Arema FC: Tubuh dan Sejarah
Olahraga | 2022-08-11 11:11:55Arema FC (Football Club) alias persatuan sepak bola Arema lahir pada tanggal 11 Agustus 1987. Klub sepak bola Malang itu kini, usianya 35 Tahun. Selamat ulang tahun, Arema FC. Kelahirannya tidak lepas dari semangat mengembangkan persepakbolaan daerah Indonesia, terutama daerah Malang. Meskipun sebenarnya, Malang pada masa itu telah mempunyai tim asal Malang, yakni Persema Malang (milik pemerintah kota Malang) yang masih menjadi magnet bagi arek-arek Malang. Stadion Gajayana yang menjadi home base klub pemerintah itu selalu dipenuhi penonton. Sedangkan, Arema—namanya saja—waktu itu masih berupa sebuah “utopia”.

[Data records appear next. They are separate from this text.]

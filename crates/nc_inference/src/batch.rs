use nc_core::NarrativeMap;

/// Narratives per upstream call. One keeps each request short and a failure
/// cheap to redo.
pub const DEFAULT_BATCH_SIZE: usize = 1;

/// Split `narratives` into consecutive batches of at most `batch_size`
/// entries, keeping iteration order. A size of zero is treated as one.
pub fn plan_batches(narratives: &NarrativeMap, batch_size: usize) -> Vec<NarrativeMap> {
    let batch_size = batch_size.max(1);
    let mut batches = Vec::with_capacity(narratives.len().div_ceil(batch_size));
    let mut current = NarrativeMap::with_capacity(batch_size);

    for (category, narrative) in narratives {
        current.insert(category.clone(), narrative.clone());
        if current.len() == batch_size {
            batches.push(std::mem::replace(&mut current, NarrativeMap::with_capacity(batch_size)));
        }
    }
    if !current.is_empty() {
        batches.push(current);
    }
    batches
}

#[cfg(test)]
mod tests {
    use super::*;
    use nc_core::{Article, Narrative};
    use std::collections::HashSet;

    fn narratives(count: usize) -> NarrativeMap {
        (0..count)
            .map(|i| {
                let narrative = Narrative::new(vec![
                    Article::new(format!("Story {} part one", i), format!("https://a.test/{}", i), "cnn"),
                    Article::new(format!("Story {} part two", i), format!("https://b.test/{}", i), "fox"),
                ]);
                (format!("category_{}", i), narrative)
            })
            .collect()
    }

    #[test]
    fn test_seven_by_three() {
        let input = narratives(7);
        let batches = plan_batches(&input, 3);
        assert_eq!(batches.iter().map(|b| b.len()).collect::<Vec<_>>(), vec![3, 3, 1]);

        let flattened: Vec<&String> = batches.iter().flat_map(|b| b.keys()).collect();
        assert_eq!(flattened, input.keys().collect::<Vec<_>>());
        let unique: HashSet<&String> = flattened.iter().copied().collect();
        assert_eq!(unique.len(), input.len());
    }

    #[test]
    fn test_default_size_is_one_per_batch() {
        let batches = plan_batches(&narratives(4), DEFAULT_BATCH_SIZE);
        assert_eq!(batches.len(), 4);
        assert_eq!(batches[2].keys().next().map(String::as_str), Some("category_2"));
    }

    #[test]
    fn test_edge_sizes() {
        assert!(plan_batches(&NarrativeMap::new(), 3).is_empty());
        assert_eq!(plan_batches(&narratives(2), 0).len(), 2);
        assert_eq!(plan_batches(&narratives(2), 10).len(), 1);
    }
}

Lantas, datanglah Acub Zainal, mantan Gubernur Irian Jaya (sekarang Papua) ke-3 dan mantan pengurus PSSI periode 80-an yang kali pertama punya gagasan melahirkan pemikiran membentuk klub Galatama di kota Malang. Saat itu, Galatama menjadi kompetisi semi profesional yang diikuti klub-klub swasta yang tidak dibiayai APBD (Anggaran Pendapatan dan Belanja Daerah). (wearemania, 11/8/2021)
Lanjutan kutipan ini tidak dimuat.